## [Exercise brief]
From the records below, copy out each line that has the word "never".
[[ Extracted information open ]]
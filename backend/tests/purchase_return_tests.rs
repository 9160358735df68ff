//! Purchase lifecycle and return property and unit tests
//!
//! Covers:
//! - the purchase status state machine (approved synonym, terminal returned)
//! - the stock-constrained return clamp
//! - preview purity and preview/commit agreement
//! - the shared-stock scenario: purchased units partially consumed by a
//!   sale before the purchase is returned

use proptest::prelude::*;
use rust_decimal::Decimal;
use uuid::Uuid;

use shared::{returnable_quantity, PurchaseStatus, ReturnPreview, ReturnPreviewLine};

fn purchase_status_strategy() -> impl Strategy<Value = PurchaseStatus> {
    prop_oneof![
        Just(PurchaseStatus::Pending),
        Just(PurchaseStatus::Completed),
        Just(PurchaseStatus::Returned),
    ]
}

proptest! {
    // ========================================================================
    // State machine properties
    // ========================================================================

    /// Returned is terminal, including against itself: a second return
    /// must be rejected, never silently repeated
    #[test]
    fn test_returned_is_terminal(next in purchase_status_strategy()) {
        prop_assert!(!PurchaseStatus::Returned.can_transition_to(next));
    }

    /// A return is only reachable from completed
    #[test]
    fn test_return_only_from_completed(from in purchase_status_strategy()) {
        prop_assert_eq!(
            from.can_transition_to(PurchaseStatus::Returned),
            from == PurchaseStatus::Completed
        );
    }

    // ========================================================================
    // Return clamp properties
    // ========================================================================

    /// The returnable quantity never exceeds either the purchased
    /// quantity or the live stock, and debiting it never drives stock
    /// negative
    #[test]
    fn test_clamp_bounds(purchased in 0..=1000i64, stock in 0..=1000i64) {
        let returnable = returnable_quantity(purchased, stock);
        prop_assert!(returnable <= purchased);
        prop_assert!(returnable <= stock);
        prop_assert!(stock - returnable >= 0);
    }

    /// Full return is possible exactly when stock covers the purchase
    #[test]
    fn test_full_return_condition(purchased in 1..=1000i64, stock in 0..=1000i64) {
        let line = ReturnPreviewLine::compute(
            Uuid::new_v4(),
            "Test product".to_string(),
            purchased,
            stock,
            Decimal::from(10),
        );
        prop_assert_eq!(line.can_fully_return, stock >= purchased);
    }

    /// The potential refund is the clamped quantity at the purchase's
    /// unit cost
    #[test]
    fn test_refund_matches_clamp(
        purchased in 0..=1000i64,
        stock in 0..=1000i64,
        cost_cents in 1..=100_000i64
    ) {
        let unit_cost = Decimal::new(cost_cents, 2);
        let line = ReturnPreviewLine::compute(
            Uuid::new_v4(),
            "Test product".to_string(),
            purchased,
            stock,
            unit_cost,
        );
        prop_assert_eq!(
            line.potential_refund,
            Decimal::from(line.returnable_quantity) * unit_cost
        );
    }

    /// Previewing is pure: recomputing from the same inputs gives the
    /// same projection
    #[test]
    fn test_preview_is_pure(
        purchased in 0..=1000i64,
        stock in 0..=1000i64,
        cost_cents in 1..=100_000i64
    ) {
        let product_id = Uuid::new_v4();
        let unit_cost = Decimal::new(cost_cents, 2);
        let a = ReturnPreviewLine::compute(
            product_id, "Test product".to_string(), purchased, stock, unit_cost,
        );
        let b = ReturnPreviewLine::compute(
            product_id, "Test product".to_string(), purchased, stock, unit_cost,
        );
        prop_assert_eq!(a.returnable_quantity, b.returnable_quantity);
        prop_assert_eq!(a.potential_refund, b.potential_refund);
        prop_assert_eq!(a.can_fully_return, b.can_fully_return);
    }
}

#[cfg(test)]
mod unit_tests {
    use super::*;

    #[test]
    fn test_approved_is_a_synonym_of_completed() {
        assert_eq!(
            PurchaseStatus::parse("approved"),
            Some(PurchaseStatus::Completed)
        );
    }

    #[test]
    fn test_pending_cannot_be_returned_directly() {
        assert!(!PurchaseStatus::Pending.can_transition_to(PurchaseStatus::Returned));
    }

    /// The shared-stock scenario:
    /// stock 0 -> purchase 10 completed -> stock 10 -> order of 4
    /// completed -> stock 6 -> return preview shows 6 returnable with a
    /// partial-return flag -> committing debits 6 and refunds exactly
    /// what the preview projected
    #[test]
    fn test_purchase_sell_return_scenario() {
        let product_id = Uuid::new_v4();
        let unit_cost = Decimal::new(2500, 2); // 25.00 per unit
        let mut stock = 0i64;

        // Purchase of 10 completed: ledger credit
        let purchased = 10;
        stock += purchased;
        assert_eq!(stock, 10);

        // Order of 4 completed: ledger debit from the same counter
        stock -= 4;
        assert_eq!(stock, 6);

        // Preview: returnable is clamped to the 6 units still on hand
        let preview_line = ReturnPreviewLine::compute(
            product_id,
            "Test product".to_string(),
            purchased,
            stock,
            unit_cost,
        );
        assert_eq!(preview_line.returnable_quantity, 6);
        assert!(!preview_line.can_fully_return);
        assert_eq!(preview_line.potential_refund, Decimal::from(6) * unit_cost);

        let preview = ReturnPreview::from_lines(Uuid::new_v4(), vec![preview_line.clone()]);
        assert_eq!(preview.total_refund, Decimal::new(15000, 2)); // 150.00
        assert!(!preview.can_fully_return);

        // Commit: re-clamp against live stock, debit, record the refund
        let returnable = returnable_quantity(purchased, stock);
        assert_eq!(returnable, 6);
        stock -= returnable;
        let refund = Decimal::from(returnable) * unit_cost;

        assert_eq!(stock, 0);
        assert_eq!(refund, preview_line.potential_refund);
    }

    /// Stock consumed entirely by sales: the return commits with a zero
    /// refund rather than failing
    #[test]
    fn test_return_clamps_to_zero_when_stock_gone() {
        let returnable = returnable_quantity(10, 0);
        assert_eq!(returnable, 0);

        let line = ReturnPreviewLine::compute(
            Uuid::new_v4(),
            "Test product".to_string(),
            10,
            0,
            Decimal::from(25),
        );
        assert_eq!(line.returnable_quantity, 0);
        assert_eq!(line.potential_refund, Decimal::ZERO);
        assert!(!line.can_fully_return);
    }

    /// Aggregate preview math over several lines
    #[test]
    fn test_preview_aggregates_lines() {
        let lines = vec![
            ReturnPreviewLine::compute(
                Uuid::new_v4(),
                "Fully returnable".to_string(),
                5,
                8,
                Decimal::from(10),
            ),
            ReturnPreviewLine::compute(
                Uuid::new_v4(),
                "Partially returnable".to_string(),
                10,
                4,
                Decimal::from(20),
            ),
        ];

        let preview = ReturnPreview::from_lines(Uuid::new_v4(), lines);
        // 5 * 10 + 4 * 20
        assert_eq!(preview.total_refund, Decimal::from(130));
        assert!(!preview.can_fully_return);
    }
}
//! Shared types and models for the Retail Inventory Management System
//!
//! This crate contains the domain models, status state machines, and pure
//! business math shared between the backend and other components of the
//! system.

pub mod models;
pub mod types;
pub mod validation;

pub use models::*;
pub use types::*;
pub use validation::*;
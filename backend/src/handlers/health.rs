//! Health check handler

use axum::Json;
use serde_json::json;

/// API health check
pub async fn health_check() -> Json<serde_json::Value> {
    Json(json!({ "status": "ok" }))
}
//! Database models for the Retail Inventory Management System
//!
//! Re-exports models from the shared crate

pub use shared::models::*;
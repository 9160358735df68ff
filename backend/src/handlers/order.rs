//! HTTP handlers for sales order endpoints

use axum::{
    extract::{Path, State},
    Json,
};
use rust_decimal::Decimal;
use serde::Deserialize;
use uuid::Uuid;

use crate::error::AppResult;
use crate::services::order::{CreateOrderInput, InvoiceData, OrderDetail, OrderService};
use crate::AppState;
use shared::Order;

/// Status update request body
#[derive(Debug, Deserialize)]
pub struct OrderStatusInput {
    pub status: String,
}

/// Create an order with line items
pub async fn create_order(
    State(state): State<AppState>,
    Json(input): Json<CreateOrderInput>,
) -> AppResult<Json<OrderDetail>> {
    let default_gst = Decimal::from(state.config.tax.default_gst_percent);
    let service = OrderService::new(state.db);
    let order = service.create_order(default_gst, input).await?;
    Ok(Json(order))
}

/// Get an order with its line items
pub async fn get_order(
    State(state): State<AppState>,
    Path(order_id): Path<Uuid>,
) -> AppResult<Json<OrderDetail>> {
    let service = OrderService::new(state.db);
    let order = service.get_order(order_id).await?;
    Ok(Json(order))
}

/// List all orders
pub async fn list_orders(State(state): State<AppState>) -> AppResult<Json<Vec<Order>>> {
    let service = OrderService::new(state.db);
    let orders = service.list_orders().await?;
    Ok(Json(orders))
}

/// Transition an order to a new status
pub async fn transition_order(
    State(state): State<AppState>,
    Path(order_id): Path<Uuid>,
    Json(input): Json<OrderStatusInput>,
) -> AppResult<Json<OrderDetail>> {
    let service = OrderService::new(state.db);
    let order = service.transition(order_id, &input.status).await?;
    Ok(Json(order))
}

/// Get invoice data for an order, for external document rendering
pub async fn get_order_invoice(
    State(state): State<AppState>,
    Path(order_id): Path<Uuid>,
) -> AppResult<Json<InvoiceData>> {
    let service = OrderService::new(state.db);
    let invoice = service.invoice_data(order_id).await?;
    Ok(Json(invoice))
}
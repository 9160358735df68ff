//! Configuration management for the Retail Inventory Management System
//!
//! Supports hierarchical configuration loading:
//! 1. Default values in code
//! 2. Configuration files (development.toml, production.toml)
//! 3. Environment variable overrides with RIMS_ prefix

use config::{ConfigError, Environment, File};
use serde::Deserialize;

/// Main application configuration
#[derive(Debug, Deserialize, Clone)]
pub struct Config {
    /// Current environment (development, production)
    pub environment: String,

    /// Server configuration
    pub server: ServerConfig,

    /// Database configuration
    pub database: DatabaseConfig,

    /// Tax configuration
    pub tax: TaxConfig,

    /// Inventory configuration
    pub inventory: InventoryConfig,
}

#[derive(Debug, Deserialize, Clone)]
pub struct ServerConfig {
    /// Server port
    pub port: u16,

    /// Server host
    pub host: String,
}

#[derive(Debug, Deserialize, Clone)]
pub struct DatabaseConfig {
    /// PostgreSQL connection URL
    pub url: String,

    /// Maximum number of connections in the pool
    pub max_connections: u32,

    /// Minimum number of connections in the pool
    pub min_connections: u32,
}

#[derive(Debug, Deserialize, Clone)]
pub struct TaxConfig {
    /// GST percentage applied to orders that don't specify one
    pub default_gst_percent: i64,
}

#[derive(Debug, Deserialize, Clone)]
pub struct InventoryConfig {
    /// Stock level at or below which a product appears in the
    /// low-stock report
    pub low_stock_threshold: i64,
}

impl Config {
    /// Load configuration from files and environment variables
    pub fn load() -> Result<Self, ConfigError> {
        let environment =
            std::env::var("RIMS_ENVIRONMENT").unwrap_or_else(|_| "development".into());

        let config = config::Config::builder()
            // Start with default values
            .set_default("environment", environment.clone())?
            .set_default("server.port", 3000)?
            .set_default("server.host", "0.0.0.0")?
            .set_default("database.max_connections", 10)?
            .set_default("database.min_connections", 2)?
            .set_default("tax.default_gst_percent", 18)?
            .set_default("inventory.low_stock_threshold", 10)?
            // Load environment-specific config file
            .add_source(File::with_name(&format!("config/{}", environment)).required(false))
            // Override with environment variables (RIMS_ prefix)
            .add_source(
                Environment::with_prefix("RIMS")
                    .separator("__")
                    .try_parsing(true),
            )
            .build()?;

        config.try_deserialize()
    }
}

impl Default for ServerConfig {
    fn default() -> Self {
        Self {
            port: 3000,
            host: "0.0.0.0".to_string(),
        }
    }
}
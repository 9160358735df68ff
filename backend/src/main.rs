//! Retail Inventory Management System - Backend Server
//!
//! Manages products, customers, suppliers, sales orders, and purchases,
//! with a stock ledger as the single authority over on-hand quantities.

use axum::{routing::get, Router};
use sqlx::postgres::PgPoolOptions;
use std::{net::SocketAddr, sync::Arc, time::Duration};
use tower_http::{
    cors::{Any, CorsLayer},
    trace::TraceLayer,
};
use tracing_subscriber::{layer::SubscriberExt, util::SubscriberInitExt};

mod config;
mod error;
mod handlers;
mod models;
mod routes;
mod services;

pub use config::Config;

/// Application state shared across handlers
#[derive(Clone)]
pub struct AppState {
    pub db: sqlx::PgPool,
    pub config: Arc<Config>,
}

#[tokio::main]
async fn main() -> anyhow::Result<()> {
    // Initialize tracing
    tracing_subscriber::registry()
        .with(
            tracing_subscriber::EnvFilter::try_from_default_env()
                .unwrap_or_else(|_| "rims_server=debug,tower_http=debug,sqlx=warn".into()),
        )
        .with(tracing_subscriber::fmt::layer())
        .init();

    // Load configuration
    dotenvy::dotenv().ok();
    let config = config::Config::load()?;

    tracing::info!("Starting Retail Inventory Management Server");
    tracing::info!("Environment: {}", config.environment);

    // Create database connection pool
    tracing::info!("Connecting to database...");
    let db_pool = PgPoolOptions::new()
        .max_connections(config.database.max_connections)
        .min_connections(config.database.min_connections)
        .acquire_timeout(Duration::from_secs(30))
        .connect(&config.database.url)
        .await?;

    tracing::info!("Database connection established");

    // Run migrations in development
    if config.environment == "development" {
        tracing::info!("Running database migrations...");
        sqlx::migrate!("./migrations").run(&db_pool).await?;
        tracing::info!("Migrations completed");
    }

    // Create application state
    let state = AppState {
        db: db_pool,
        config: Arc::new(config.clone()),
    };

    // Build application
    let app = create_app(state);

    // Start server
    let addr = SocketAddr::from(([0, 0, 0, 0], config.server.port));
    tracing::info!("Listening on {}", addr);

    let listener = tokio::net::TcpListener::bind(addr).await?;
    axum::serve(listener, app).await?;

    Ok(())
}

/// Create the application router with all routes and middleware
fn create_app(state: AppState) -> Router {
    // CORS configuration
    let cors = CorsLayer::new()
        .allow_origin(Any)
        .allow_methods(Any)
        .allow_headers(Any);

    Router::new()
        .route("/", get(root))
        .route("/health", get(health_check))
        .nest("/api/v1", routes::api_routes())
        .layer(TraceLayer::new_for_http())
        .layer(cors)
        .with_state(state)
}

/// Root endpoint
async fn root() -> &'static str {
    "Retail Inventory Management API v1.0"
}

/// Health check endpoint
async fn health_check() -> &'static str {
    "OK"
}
[[ Extracted information closed ]]
## [Response below]
    /// must be rejected, never silently repeated
    /// The returnable quantity never exceeds either the purchased
    /// quantity or the live stock, and debiting it never drives stock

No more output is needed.